這點程度的病痛折磨不了男人太久, 泥地裏摸爬滾打這麽多年,沒過兩天紮伊德就再次活蹦亂跳起來了。

他仍然惆悵,笑容也還是會在偶爾露出些許覆雜的苦澀, 但這份苦澀與過往相比,又略有些許微妙的不同。

非要說的話,那大概就是一種痛並快樂著的感覺。

他不滿意這個結果, 但確實不討厭就是了。

自詡忠誠的仆人換了身簇新的衣飾, 重新調整了下自己領口開放的角度,這才優哉游哉地向著城主的溫室去了。

……

實話實說,紮伊德和安蘇拉是兩種不同風格的能幹, 宅邸內仆從大多是費爾南多親自挑選後留下侍奉的,此前他們戰戰兢兢地工作, 需要如何安排, 每日要做什麽事情,我對此可謂是一竅不通。

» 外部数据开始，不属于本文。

//! App Root Component

use leptos::*;

use crate::pages::Reports;

/// Root application component
#[component]
pub fn App() -> impl IntoView {
    view! {
        <div class="min-h-screen bg-gray-900 text-white flex flex-col">
            <main class="flex-1 container mx-auto px-4 py-8">
                <Reports />
            </main>
        </div>
    }
}
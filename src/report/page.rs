//! Report Page
//!
//! Wires the form, a trends source and the chart renderer into the
//! submit → request → response → redraw flow. Failures are logged and
//! dropped: the caller never sees an error and the last good chart stays up.

use uuid::Uuid;

use super::chart::{ChartRenderer, ChartSpec, ChartSurface};
use super::download::{DownloadHandler, DownloadOutcome};
use super::form::ReportForm;
use super::source::TrendsSource;
use super::types::{format_datetime_local, TrendsRequest};

/// Result of one submission, for callers that want to report it
#[derive(Debug, Clone, Copy, PartialEq, Eq)]
pub enum SubmitOutcome {
    /// A new chart replaced the previous one
    Rendered { points: usize },
    /// Required fields were missing; nothing was sent
    Incomplete,
    /// The request or decode failed; the previous chart is untouched
    FetchFailed,
    /// The surface could not draw the new chart
    RenderFailed,
}

impl SubmitOutcome {
    pub fn is_rendered(&self) -> bool {
        matches!(self, Self::Rendered { .. })
    }
}

/// The report page: form state, data source and the owned chart
pub struct ReportPage<T: TrendsSource, S: ChartSurface> {
    form: ReportForm,
    source: T,
    renderer: ChartRenderer<S>,
    download_handler: Option<Box<dyn DownloadHandler>>,
    last_request: Option<TrendsRequest>,
}

impl<T: TrendsSource, S: ChartSurface> ReportPage<T, S> {
    pub fn new(source: T, surface: S) -> Self {
        Self {
            form: ReportForm::new(),
            source,
            renderer: ChartRenderer::new(surface),
            download_handler: None,
            last_request: None,
        }
    }

    /// Attach export behaviour to the download control
    pub fn with_download_handler(mut self, handler: Box<dyn DownloadHandler>) -> Self {
        self.download_handler = Some(handler);
        self
    }

    pub fn form(&self) -> &ReportForm {
        &self.form
    }

    pub fn form_mut(&mut self) -> &mut ReportForm {
        &mut self.form
    }

    pub fn renderer(&self) -> &ChartRenderer<S> {
        &self.renderer
    }

    pub fn has_chart(&self) -> bool {
        self.renderer.has_chart()
    }

    /// Request of the last submission that produced a chart
    pub fn last_request(&self) -> Option<&TrendsRequest> {
        self.last_request.as_ref()
    }

    /// Submit the form and redraw the chart with the response
    pub async fn submit(&mut self) -> SubmitOutcome {
        let request_id = Uuid::new_v4();

        let request = match self.form.submit() {
            Ok(request) => request,
            Err(e) => {
                tracing::warn!(request_id = %request_id, "Report not submitted: {}", e);
                return SubmitOutcome::Incomplete;
            }
        };

        tracing::info!(
            request_id = %request_id,
            start_date = %format_datetime_local(&request.range.start),
            end_date = %format_datetime_local(&request.range.end),
            data_type = %request.granularity,
            "Submitting report"
        );

        if request.range.is_inverted() {
            tracing::debug!(request_id = %request_id, "Start date is after end date");
        }

        let trends = match self.source.fetch_trends(&request).await {
            Ok(trends) => trends,
            Err(e) => {
                tracing::error!(request_id = %request_id, "Error fetching trends: {}", e);
                return SubmitOutcome::FetchFailed;
            }
        };

        let points = trends.len();
        match self.renderer.render_spec(&ChartSpec::from(trends)) {
            Ok(_) => {
                tracing::info!(request_id = %request_id, points, "Report rendered");
                self.last_request = Some(request);
                SubmitOutcome::Rendered { points }
            }
            Err(e) => {
                tracing::error!(request_id = %request_id, "Error rendering chart: {}", e);
                SubmitOutcome::RenderFailed
            }
        }
    }

    /// Press the download control
    pub async fn download(&self) -> DownloadOutcome {
        let Some(handler) = &self.download_handler else {
            tracing::debug!("Download pressed with no handler attached");
            return DownloadOutcome::Inert;
        };

        match handler.download(self.last_request.as_ref()).await {
            Ok(location) => {
                tracing::info!("Report exported to {}", location);
                DownloadOutcome::Exported(location)
            }
            Err(e) => {
                tracing::error!("Download failed: {}", e);
                DownloadOutcome::Failed
            }
        }
    }

    /// Tear the page down, destroying the chart
    pub fn close(&mut self) {
        self.renderer.teardown();
    }

    /// Leave the page but keep the chart on its surface
    pub fn detach_chart(&mut self) -> Option<S::Handle> {
        self.renderer.detach()
    }
}
//! Download control
//!
//! The report page carries a "Download" control with no export behind it.
//! A [`DownloadHandler`] can be attached by whoever embeds the page.

use async_trait::async_trait;

use super::error::ReportResult;
use super::types::TrendsRequest;

/// What happened when the download control was pressed
#[derive(Debug, Clone, PartialEq, Eq)]
pub enum DownloadOutcome {
    /// No handler attached; nothing happened
    Inert,
    /// A handler ran and reported where the export went
    Exported(String),
    /// The handler returned an error, which was logged
    Failed,
}

/// Export behaviour for the download control
#[async_trait]
pub trait DownloadHandler: Send + Sync {
    /// Export the report described by the last successful submission
    ///
    /// `last_request` is `None` when nothing has been rendered yet. Responses
    /// are not retained, so a handler that needs the counts fetches them again.
    async fn download(&self, last_request: Option<&TrendsRequest>) -> ReportResult<String>;
}
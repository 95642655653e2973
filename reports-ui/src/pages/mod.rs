//! Pages

pub mod reports;

pub use reports::Reports;
//! Trend report flow
//!
//! Form state, the `/get_trends` client and chart ownership.
//!
//! # Flow
//!
//! 1. [`ReportForm`] collects the date range and granularity and builds a
//!    [`TrendsRequest`] on submit.
//! 2. A [`TrendsSource`] (normally [`TrendsClient`]) POSTs it and decodes a
//!    validated [`TrendsResponse`].
//! 3. [`ChartRenderer`] destroys the previous chart on its [`ChartSurface`]
//!    and creates the new one.
//!
//! [`ReportPage`] runs the three steps and logs failures instead of
//! returning them.

pub mod chart;
pub mod download;
pub mod error;
pub mod form;
pub mod source;
pub mod types;

#[cfg(feature = "native")]
pub mod client;
#[cfg(feature = "native")]
pub mod page;
#[cfg(feature = "native")]
pub mod svg;

pub use chart::{
    format_count, tooltip_label, ChartRenderer, ChartSpec, ChartStyle, ChartSurface, Rgba,
};
pub use download::{DownloadHandler, DownloadOutcome};
pub use error::{ReportError, ReportResult};
pub use form::{GranularityButton, ReportForm, ACTIVE_BUTTON_CLASS, INACTIVE_BUTTON_CLASS};
pub use source::TrendsSource;
pub use types::{
    format_datetime_local, parse_datetime_local, DateRange, Granularity, TrendsRequest,
    TrendsResponse, DATETIME_LOCAL_FORMAT,
};

#[cfg(feature = "native")]
pub use client::TrendsClient;
#[cfg(feature = "native")]
pub use page::{ReportPage, SubmitOutcome};
#[cfg(feature = "native")]
pub use svg::{SvgChart, SvgSurface};
//! Trends source trait
//!
//! Anything that can answer a [`TrendsRequest`]: the HTTP client in
//! production, canned responses in tests.

use async_trait::async_trait;

use super::error::ReportResult;
use super::types::{TrendsRequest, TrendsResponse};

/// Source of aggregated trend counts
#[async_trait]
pub trait TrendsSource: Send + Sync {
    /// Fetch counts for the requested range and granularity
    async fn fetch_trends(&self, request: &TrendsRequest) -> ReportResult<TrendsResponse>;
}
//! Trends HTTP Client
//!
//! Posts the report form to `/get_trends` and decodes the JSON reply.

use async_trait::async_trait;
use reqwest::multipart::Form;
use reqwest::Client;
use std::time::Duration;

use super::error::{ReportError, ReportResult};
use super::source::TrendsSource;
use super::types::{TrendsRequest, TrendsResponse};
use crate::config::ClientConfig;

/// HTTP client for the trends endpoint
pub struct TrendsClient {
    client: Client,
    url: String,
}

impl TrendsClient {
    /// Create a client for the endpoint described by `config`
    pub fn new(config: &ClientConfig) -> ReportResult<Self> {
        let mut builder = Client::builder();
        if let Some(secs) = config.request_timeout_secs {
            builder = builder.timeout(Duration::from_secs(secs));
        }

        Ok(Self {
            client: builder.build()?,
            url: config.endpoint_url(),
        })
    }

    /// Full URL requests are sent to
    pub fn url(&self) -> &str {
        &self.url
    }

    /// Build the multipart body a browser `FormData` would send
    fn form(request: &TrendsRequest) -> Form {
        request
            .fields()
            .into_iter()
            .fold(Form::new(), |form, (name, value)| form.text(name, value))
    }
}

#[async_trait]
impl TrendsSource for TrendsClient {
    async fn fetch_trends(&self, request: &TrendsRequest) -> ReportResult<TrendsResponse> {
        tracing::debug!(
            url = %self.url,
            data_type = %request.granularity,
            "Requesting trends"
        );

        let response = self
            .client
            .post(&self.url)
            .multipart(Self::form(request))
            .send()
            .await?;

        let status = response.status();
        let body = response.text().await?;

        if !status.is_success() {
            return Err(ReportError::Api {
                status: status.as_u16(),
                message: body,
            });
        }

        let trends = TrendsResponse::from_json(&body)?;
        tracing::debug!(points = trends.len(), "Trends received");

        Ok(trends)
    }
}
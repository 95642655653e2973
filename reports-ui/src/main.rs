//! Trend Reports Page
//!
//! Browser front end for the trends endpoint, built with Leptos (WASM).
//!
//! # Architecture
//!
//! A client-side rendered (CSR) Leptos application. The form posts
//! `start_date`, `end_date` and `data_type` to `/get_trends` and draws the
//! returned counts on the `reportChart` canvas. Form state, response
//! validation and chart ownership come from the `trend-reports` crate.

use leptos::*;

mod api;
mod app;
mod components;
mod pages;

fn main() {
    // Set up panic hook for better error messages in WASM
    console_error_panic_hook::set_once();

    // Mount the app to the document body
    mount_to_body(|| view! { <app::App /> });
}
//! API Client
//!
//! HTTP access to the trends endpoint.

pub mod client;

pub use client::*;
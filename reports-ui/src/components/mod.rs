//! UI Components

pub mod chart;

pub use chart::CanvasSurface;
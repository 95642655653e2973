//! Trend Reports CLI
//!
//! Command-line front end for the trends endpoint:
//! - Generate a single report as an SVG chart
//! - Drive the report form interactively
//! - Print a default config file

use clap::{Parser, Subcommand};
use std::path::PathBuf;
use tokio::io::{AsyncBufRead, AsyncBufReadExt, BufReader};
use tracing_subscriber::{layer::SubscriberExt, util::SubscriberInitExt};

use trend_reports::config::{generate_default_config, Config, LoadedConfig, LoggingConfig};
use trend_reports::report::{
    format_datetime_local, DownloadOutcome, Granularity, ReportPage, SubmitOutcome, SvgSurface,
    TrendsClient,
};

#[derive(Parser)]
#[command(name = "trend-reports")]
#[command(version = env!("CARGO_PKG_VERSION"))]
#[command(about = "Chart event counts over a date range")]
#[command(long_about = "Trend Reports posts a date range and bucket size to a /get_trends endpoint\nand draws the returned counts as a line chart.")]
pub struct Cli {
    #[command(subcommand)]
    pub command: Commands,

    /// Config file (default: search the standard locations)
    #[arg(short, long, global = true)]
    pub config: Option<PathBuf>,

    /// Server hosting the trends endpoint (overrides config)
    #[arg(long, global = true)]
    pub base_url: Option<String>,
}

#[derive(Subcommand)]
pub enum Commands {
    /// Generate one report
    Report {
        /// Start of the range (YYYY-MM-DDTHH:MM)
        #[arg(short, long)]
        start: String,
        /// End of the range (YYYY-MM-DDTHH:MM)
        #[arg(short, long)]
        end: String,
        /// Bucket size (hour, day, week, month)
        #[arg(short, long, default_value = "hour")]
        granularity: Granularity,
        /// SVG output path (overrides config)
        #[arg(short, long)]
        output: Option<PathBuf>,
    },

    /// Fill in the report form line by line
    Interactive {
        /// SVG output path (overrides config)
        #[arg(short, long)]
        output: Option<PathBuf>,
    },

    /// Generate default config file
    Config {
        /// Output path (default: stdout)
        #[arg(short, long)]
        output: Option<PathBuf>,
    },
}

#[tokio::main]
async fn main() -> Result<(), Box<dyn std::error::Error>> {
    let Cli {
        command,
        config: config_path,
        base_url,
    } = Cli::parse();

    match command {
        Commands::Report {
            start,
            end,
            granularity,
            output,
        } => {
            let config = load_config(config_path, base_url)?;
            let mut page = build_page(&config, output)?;
            page.form_mut().set_start_input(&start)?;
            page.form_mut().set_end_input(&end)?;
            page.form_mut().select(granularity);

            let outcome = page.submit().await;
            match page.detach_chart() {
                Some(chart) if outcome.is_rendered() => {
                    println!("{} points written to {}", chart.points(), chart.path().display());
                }
                _ => {
                    eprintln!("No report generated ({:?})", outcome);
                    std::process::exit(1);
                }
            }
        }

        Commands::Interactive { output } => {
            let config = load_config(config_path, base_url)?;
            let mut page = build_page(&config, output)?;
            run_interactive(&mut page, BufReader::new(tokio::io::stdin())).await;
            if let Some(chart) = page.detach_chart() {
                println!("Last chart kept at {}", chart.path().display());
            }
        }

        Commands::Config { output } => {
            let content = generate_default_config();
            match output {
                Some(path) => {
                    std::fs::write(&path, content)?;
                    println!("Config written to {}", path.display());
                }
                None => print!("{}", content),
            }
        }
    }

    Ok(())
}

/// Load config, start logging and apply command-line overrides
fn load_config(
    path: Option<PathBuf>,
    base_url: Option<String>,
) -> Result<Config, Box<dyn std::error::Error>> {
    let loaded = match path {
        Some(path) => LoadedConfig {
            config: Config::load_with_env(&path)?,
            source: Some(path),
            errors: Vec::new(),
        },
        None => Config::load_default(),
    };

    let mut config = loaded.config;
    if let Some(base_url) = base_url {
        config.client.base_url = base_url;
    }

    // Load problems are only reported once the subscriber exists
    init_tracing(&config.logging);
    tracing::debug!("Trend Reports v{}", env!("CARGO_PKG_VERSION"));
    for e in &loaded.errors {
        tracing::warn!("{}", e);
    }
    match &loaded.source {
        Some(source) => tracing::info!("Loaded config from {:?}", source),
        None => tracing::info!("Using default config with environment overrides"),
    }

    Ok(config)
}

fn init_tracing(logging: &LoggingConfig) {
    let filter = tracing_subscriber::EnvFilter::try_from_default_env()
        .unwrap_or_else(|_| format!("trend_reports={}", logging.level).into());

    // Logs go to stderr so stdout stays clean for command output
    let registry = tracing_subscriber::registry().with(filter);
    if logging.format == "json" {
        registry
            .with(tracing_subscriber::fmt::layer().json().with_writer(std::io::stderr))
            .init();
    } else {
        registry
            .with(tracing_subscriber::fmt::layer().with_writer(std::io::stderr))
            .init();
    }
}

fn build_page(
    config: &Config,
    output: Option<PathBuf>,
) -> Result<ReportPage<TrendsClient, SvgSurface>, Box<dyn std::error::Error>> {
    let client = TrendsClient::new(&config.client)?;
    tracing::info!("Trends endpoint: {}", client.url());

    let output = output.unwrap_or_else(|| config.chart.output.clone());
    let surface = SvgSurface::new(output, config.chart.width, config.chart.height);

    Ok(ReportPage::new(client, surface))
}

/// One line of interactive input
#[derive(Debug, Clone, PartialEq)]
enum PromptCommand {
    Start(String),
    End(String),
    Select(Granularity),
    Submit,
    Download,
    Status,
    Close,
    Help,
    Quit,
}

fn parse_command(line: &str) -> Result<Option<PromptCommand>, String> {
    let line = line.trim();
    if line.is_empty() {
        return Ok(None);
    }

    let (word, rest) = match line.split_once(char::is_whitespace) {
        Some((word, rest)) => (word, rest.trim()),
        None => (line, ""),
    };

    let command = match word.to_ascii_lowercase().as_str() {
        "start" => PromptCommand::Start(rest.to_string()),
        "end" => PromptCommand::End(rest.to_string()),
        "submit" | "generate" => PromptCommand::Submit,
        "download" => PromptCommand::Download,
        "status" => PromptCommand::Status,
        "close" => PromptCommand::Close,
        "help" | "?" => PromptCommand::Help,
        "quit" | "exit" => PromptCommand::Quit,
        other => match other.parse::<Granularity>() {
            Ok(granularity) => PromptCommand::Select(granularity),
            Err(_) => return Err(format!("Unknown command: {}", word)),
        },
    };

    Ok(Some(command))
}

const HELP: &str = "Commands:
  start <YYYY-MM-DDTHH:MM>   set the start of the range (empty clears it)
  end <YYYY-MM-DDTHH:MM>     set the end of the range (empty clears it)
  hour | day | week | month  select the bucket size
  submit                     generate the report
  download                   press the download control
  status                     show the form and chart state
  close                      remove the current chart
  quit                       leave, keeping the last chart";

/// Run line commands from `input` until `quit`, end of input or a read error
///
/// A read error ends the session like `quit` does, leaving the chart to the
/// caller.
async fn run_interactive<R: AsyncBufRead + Unpin>(
    page: &mut ReportPage<TrendsClient, SvgSurface>,
    input: R,
) {
    println!("{}", HELP);
    print_status(page);

    let mut lines = input.lines();
    loop {
        let line = match lines.next_line().await {
            Ok(Some(line)) => line,
            Ok(None) => break,
            Err(e) => {
                tracing::error!("Failed to read input: {}", e);
                eprintln!("Input error, leaving interactive mode: {}", e);
                break;
            }
        };

        let command = match parse_command(&line) {
            Ok(Some(command)) => command,
            Ok(None) => continue,
            Err(e) => {
                eprintln!("{} (try 'help')", e);
                continue;
            }
        };

        match command {
            PromptCommand::Start(value) => {
                if let Err(e) = page.form_mut().set_start_input(&value) {
                    eprintln!("{}", e);
                }
            }
            PromptCommand::End(value) => {
                if let Err(e) = page.form_mut().set_end_input(&value) {
                    eprintln!("{}", e);
                }
            }
            PromptCommand::Select(granularity) => {
                page.form_mut().select(granularity);
                print_buttons(page);
            }
            PromptCommand::Submit => match page.submit().await {
                SubmitOutcome::Rendered { points } => {
                    println!("Chart updated ({} points)", points);
                }
                SubmitOutcome::Incomplete => println!("Start and end dates are required"),
                SubmitOutcome::FetchFailed | SubmitOutcome::RenderFailed => {
                    println!("Report failed, see log");
                }
            },
            PromptCommand::Download => match page.download().await {
                DownloadOutcome::Inert => {}
                DownloadOutcome::Exported(location) => println!("Exported to {}", location),
                DownloadOutcome::Failed => println!("Download failed, see log"),
            },
            PromptCommand::Status => print_status(page),
            PromptCommand::Close => page.close(),
            PromptCommand::Help => println!("{}", HELP),
            PromptCommand::Quit => break,
        }
    }
}

fn print_buttons(page: &ReportPage<TrendsClient, SvgSurface>) {
    let buttons: Vec<String> = page
        .form()
        .buttons()
        .iter()
        .map(|b| format!("[{} .{}]", b.label, b.class))
        .collect();
    println!("{}", buttons.join(" "));
}

fn print_status(page: &ReportPage<TrendsClient, SvgSurface>) {
    let form = page.form();
    println!(
        "start: {}  end: {}  data_type: {}",
        display_input(form.start()),
        display_input(form.end()),
        form.granularity()
    );
    print_buttons(page);

    match page.renderer().current() {
        Some(chart) => println!("chart: {} ({} points)", chart.path().display(), chart.points()),
        None => println!("chart: none"),
    }
}

fn display_input(value: Option<chrono::NaiveDateTime>) -> String {
    value
        .map(|v| format_datetime_local(&v))
        .unwrap_or_else(|| "-".to_string())
}

#[cfg(test)]
mod tests {
    use super::*;

    #[test]
    fn test_parse_field_commands() {
        assert_eq!(
            parse_command("start 2024-01-01T00:00").unwrap(),
            Some(PromptCommand::Start("2024-01-01T00:00".to_string()))
        );
        assert_eq!(
            parse_command("  END   2024-01-02T12:30 ").unwrap(),
            Some(PromptCommand::End("2024-01-02T12:30".to_string()))
        );
        assert_eq!(
            parse_command("start").unwrap(),
            Some(PromptCommand::Start(String::new()))
        );
    }

    #[test]
    fn test_parse_granularity_buttons() {
        for granularity in Granularity::ALL {
            assert_eq!(
                parse_command(granularity.as_str()).unwrap(),
                Some(PromptCommand::Select(granularity))
            );
        }
        assert_eq!(
            parse_command("Week").unwrap(),
            Some(PromptCommand::Select(Granularity::Week))
        );
    }

    #[test]
    fn test_parse_actions() {
        assert_eq!(parse_command("submit").unwrap(), Some(PromptCommand::Submit));
        assert_eq!(parse_command("generate").unwrap(), Some(PromptCommand::Submit));
        assert_eq!(parse_command("download").unwrap(), Some(PromptCommand::Download));
        assert_eq!(parse_command("close").unwrap(), Some(PromptCommand::Close));
        assert_eq!(parse_command("exit").unwrap(), Some(PromptCommand::Quit));
        assert_eq!(parse_command("   ").unwrap(), None);
    }

    #[test]
    fn test_parse_unknown() {
        assert!(parse_command("year").is_err());
    }

    #[tokio::test]
    async fn test_unreadable_input_keeps_last_chart() {
        use axum::{routing::post, Router};

        let router = Router::new().route(
            "/get_trends",
            post(|| async { r#"{"date_list": ["a", "b"], "count_list": [1, 2]}"# }),
        );
        let listener = tokio::net::TcpListener::bind("127.0.0.1:0").await.unwrap();
        let addr = listener.local_addr().unwrap();
        tokio::spawn(async move {
            axum::serve(listener, router).await.unwrap();
        });

        let dir = tempfile::tempdir().unwrap();
        let output = dir.path().join("chart.svg");
        let mut config = Config::default();
        config.client.base_url = format!("http://{}", addr);
        let mut page = build_page(&config, Some(output.clone())).unwrap();

        // Invalid UTF-8 after a successful submit; the trailing close is never read
        let input: &[u8] = b"start 2024-01-01T00:00\nend 2024-01-02T00:00\n\
                             submit\n\xff\xfe\nclose\n";
        run_interactive(&mut page, input).await;

        assert!(page.has_chart());
        assert!(page.detach_chart().is_some());
        drop(page);
        assert!(output.exists());
    }

    #[test]
    fn test_cli_parses_report() {
        let cli = Cli::try_parse_from([
            "trend-reports",
            "--base-url",
            "http://reports:5000",
            "report",
            "--start",
            "2024-01-01T00:00",
            "--end",
            "2024-02-01T00:00",
            "--granularity",
            "month",
        ])
        .unwrap();

        assert_eq!(cli.base_url.as_deref(), Some("http://reports:5000"));
        match cli.command {
            Commands::Report { granularity, output, .. } => {
                assert_eq!(granularity, Granularity::Month);
                assert!(output.is_none());
            }
            _ => panic!("expected report command"),
        }
    }

    #[test]
    fn test_cli_rejects_unknown_granularity() {
        assert!(Cli::try_parse_from([
            "trend-reports",
            "report",
            "-s",
            "2024-01-01T00:00",
            "-e",
            "2024-01-02T00:00",
            "-g",
            "year",
        ])
        .is_err());
    }
}
// Copyright 2025 jonefeewang@gmail.com
//
// Licensed under the Apache License, Version 2.0 (the "License");
// you may not use this file except in compliance with the License.
// You may obtain a copy of the License at
//
//     http://www.apache.org/licenses/LICENSE-2.0
//
// Unless required by applicable law or agreed to in writing, software
// distributed under the License is distributed on an "AS IS" BASIS,
// WITHOUT WARRANTIES OR CONDITIONS OF ANY KIND, either express or implied.
// See the License for the specific language governing permissions and
// limitations under the License.

//! Consumer-group consumption.
//!
//! The group-coordination protocol itself sits behind [`GroupCoordinator`]:
//! `consume` joins the group for one generation, calls
//! [`ConsumerGroupHandler::setup`], runs one
//! [`ConsumerGroupHandler::consume_claim`] per assigned partition
//! concurrently, then calls [`ConsumerGroupHandler::cleanup`].
//! [`GroupConsumer`] drives that loop and hands every claim to a
//! partition worker running the user's [`HandlerFunc`].
//!
//! [`HandlerFunc`]: crate::handler::HandlerFunc

mod claim_worker;
mod consumer;
mod memory;
mod metrics;
mod module;

pub use consumer::GroupConsumer;
pub use memory::{
    CommittedOffset, MemoryClaim, MemoryCluster, MemoryConnector, MemoryCoordinator, MemorySession,
};
pub use metrics::{ConsumerMetrics, MetricsRegistry, MetricsSnapshot, PrefixRegistry};
pub use module::ConsumerModule;

use std::collections::HashMap;
use std::sync::Arc;

use async_trait::async_trait;
use tokio_util::sync::CancellationToken;

use crate::message::Message;
use crate::{AppResult, ConsumerConfig};

/// One generation of group membership.
pub trait ConsumerGroupSession: Send + Sync {
    fn member_id(&self) -> &str;
    fn generation_id(&self) -> i32;
    /// Partitions assigned to this member, by topic.
    fn claims(&self) -> HashMap<String, Vec<i32>>;
    /// Records `message.offset + 1` as the next offset to commit for its
    /// partition.
    fn mark_message(&self, message: &Message, metadata: &str);
    /// Ends the generation early; every claim stops yielding messages.
    fn cancel(&self);
    fn cancellation(&self) -> CancellationToken;
}

/// The messages of one partition for one generation. Owned by exactly one
/// worker.
#[async_trait]
pub trait ConsumerGroupClaim: Send {
    fn topic(&self) -> &str;
    fn partition(&self) -> i32;
    fn initial_offset(&self) -> i64;
    fn high_water_mark(&self) -> i64;
    /// Waits for the next message; `None` once the claim is closed.
    async fn next_message(&mut self) -> Option<Message>;
}

/// Callbacks the coordinator drives for each generation.
#[async_trait]
pub trait ConsumerGroupHandler: Send + Sync {
    async fn setup(&self, session: &dyn ConsumerGroupSession) -> AppResult<()>;
    async fn cleanup(&self, session: &dyn ConsumerGroupSession) -> AppResult<()>;
    async fn consume_claim(
        &self,
        session: Arc<dyn ConsumerGroupSession>,
        claim: Box<dyn ConsumerGroupClaim>,
    ) -> AppResult<()>;
}

/// Optional user hooks around each generation. Failures are logged and do
/// not abort the session.
#[async_trait]
pub trait GroupHooks: Send + Sync {
    async fn setup(&self, _session: &dyn ConsumerGroupSession) -> AppResult<()> {
        Ok(())
    }
    async fn cleanup(&self, _session: &dyn ConsumerGroupSession) -> AppResult<()> {
        Ok(())
    }
}

/// Client handle for one consumer group.
#[async_trait]
pub trait GroupCoordinator: Send + Sync {
    /// Runs one generation and returns at its end. Returns `Ok` when `cancel`
    /// fires or the group rebalances.
    async fn consume(
        &self,
        cancel: CancellationToken,
        topics: &[String],
        handler: Arc<dyn ConsumerGroupHandler>,
    ) -> AppResult<()>;

    async fn close(&self) -> AppResult<()>;
}

/// Builds a [`GroupCoordinator`] for a config. Fails with
/// [`AppError::Connection`](crate::AppError::Connection) when the brokers
/// cannot be reached.
#[async_trait]
pub trait Connector: Send + Sync {
    async fn connect(&self, config: &ConsumerConfig) -> AppResult<Arc<dyn GroupCoordinator>>;
}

可以說, 基本上是靠著費爾南多此前留下的影響和騎士那凜然恐怖的存在感壓著,如此才保證了城主府勉強的正常運轉。

而在安蘇拉接任我的貼身女侍後,她也隨之自然而然地接手了許多工作, 把這裏上上下下打理的井井有條。

我一度以為這是一段輕松日常的開始。

可每當我穿過走廊、經過花園, 途徑那些有人呆著的地方, 總會有些惶然無措的目光緊張兮兮的看著我, 而每次我循著直覺轉頭望去, 要麽是一雙泫然欲泣的眼,要麽便是身邊呆著的安蘇拉或者紮伊德, 先我一步過去詢問問題。

那些年輕仆人的目光往往會掠過他們,眼神中帶著某種潮濕的幽怨,隔著一段距離遙遙看向我。

一到這種時候, 紮伊德總會似笑非笑地錯開半步距離,擋住那些奇妙的視線。

於是仆人們又欲言又止地低下頭,細聲細氣地含糊答道:“……什麽事情也沒有的,主人。”

類似的事情經過幾次後,就連安蘇拉的表情也變得冷淡起來了。

……

“大概是因為我和紮伊德作為後來的外來人,卻能這樣跟在您的身邊聽您吩咐的關系吧,想來應該是想歪了什麽,連帶著自己也想碰碰運氣。”安蘇拉的目光短暫掠過紮伊德的身上,又轉頭對我溫溫柔柔地提醒著,“您別太放在心上。”

這位見慣世面的女士耐心與我解釋道。

“我們這樣出身的人,若是不甘心一輩子只過這樣的日子,又沒什麽能讓主人家眼前一亮的本事,便只能想些旁的‘捷徑’了。”

至於是什麽東西讓這群原本老老實實幹活的升起別的心思、覺得自己說不定也能在這方面碰碰運氣……安蘇拉眉頭一擡,已經意味深長地轉頭看向了不遠處的紮伊德。

紮伊德很配合的低頭看了看自己,穿的是統一發放的暗藍色窄袖收腰長袍,不過領口敞開,隱約可見陰影下的鎖骨輪廓,腰帶也是松松垮垮地,隨意掛在線條流暢的一把窄腰上。

倒也稱不上沒規矩,頂多就是讓人忍不住停下來咂摸幾下,莫名就能品出幾分被主人家偏愛的縱容。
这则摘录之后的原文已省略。